暫く歩き続け先程の場所から充分離れた所でフリンズさん、と呼び掛け足を止める。どうかしましたかと手を解きながらフリンズが振り返った。そんな彼をじ、と見てから口を開く。
「……僕が居た事気づいてましたよね?」
「おや、何のことでしょう」
坊ちゃまが何を仰りたいのか解りませんね、などとわざとらしく肩を竦めてみせる彼は正直に答えるつもりはないらしい。はぁ、と溜め息を吐く。この人相手に口で勝てるわけがないと解っている、だから追及するのは早々に諦めた。もういいです、と返そうとしたところでするりと頬を撫でられ、思わずびくりと肩が跳ねる。
「フリンズさん……!?」
「あぁ、すみません。少し浮かれてしまいましたね、まさか坊ちゃまが妬いてくださるなんて思いませんでしたから」
照れたように頬を染める彼を見て無意識にえ、と声が零れ、それと同時にああそうかと何かが胸に落ちるような感覚があった。何故、あの時咄嗟に動いてしまったのか解らなかったけれど。……だから、そっと背中に腕を回した。

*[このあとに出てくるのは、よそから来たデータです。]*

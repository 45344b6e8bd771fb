use serde::{Deserialize, Deserializer, Serialize, Serializer};
use std::fmt::{Display, Formatter};
use std::str::FromStr;

/// Strongly typed request identifier backed by ULID.
///
/// Generated once per [`Context`](crate::Context) and carried through every
/// log event emitted while that request's middleware chain runs, so one
/// request can be correlated across interleaved coroutine output.
#[derive(Clone, Copy, Eq, PartialEq, Hash, Debug)]
pub struct RequestId(pub ulid::Ulid);

impl RequestId {
    pub fn new() -> Self {
        Self(ulid::Ulid::new())
    }

    /// Attempt to parse from a header string; if absent or invalid, generate a new one.
    pub fn from_header_or_new(header_value: Option<&str>) -> Self {
        header_value
            .and_then(|s| s.parse::<RequestId>().ok())
            .unwrap_or_default()
    }
}

impl Default for RequestId {
    fn default() -> Self {
        Self::new()
    }
}

impl Display for RequestId {
    fn fmt(&self, f: &mut Formatter<'_>) -> std::fmt::Result {
        write!(f, "{}", self.0)
    }
}

impl FromStr for RequestId {
    type Err = ulid::DecodeError;

    fn from_str(s: &str) -> Result<Self, Self::Err> {
        Ok(RequestId(ulid::Ulid::from_string(s)?))
    }
}

impl Serialize for RequestId {
    fn serialize<S: Serializer>(&self, serializer: S) -> Result<S::Ok, S::Error> {
        serializer.serialize_str(&self.to_string())
    }
}

impl<'de> Deserialize<'de> for RequestId {
    fn deserialize<D: Deserializer<'de>>(deserializer: D) -> Result<Self, D::Error> {
        let s = String::deserialize(deserializer)?;
        s.parse::<RequestId>()
            .map_err(|_| serde::de::Error::custom("invalid request id"))
    }
}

「……当たり前じゃないですか。……だって、僕は君の恋人、でしょう?」
「!……ふふ。そうですね、その通りです」
驚きに見開かれた目がゆるりと細められ、ふ、と笑うのを見た。頬に触れていた手が離れ、腰へと回される。
「……今度のお休みの日、フリンズさんの家に泊まりに行ってもいいですか」
「勿論構いませんよ。ですが……それはつまり、そういう意味と受け取っても?」
「…………フリンズさんの好きに解釈してもらって構いませんよ」
どろりと熱を帯びた双眸から逃れるように目を逸らし小さく呟くと、随分と大胆になりましたね、などと云いながら腰に回った手に力が籠められた。お嫌いですか?と視線を戻し首を傾げるように告げれば坊ちゃまの好きに解釈してもらって構いませんよ、と先の言葉を返され、相変わらず狡い人だと心の中で呟く。だから、お好きな方をどうぞと笑ってみせる彼の瞳の奥にちらつく鈍い光に気づいてないふりをして、背中に回した腕の力を少しだけ強めるのだった。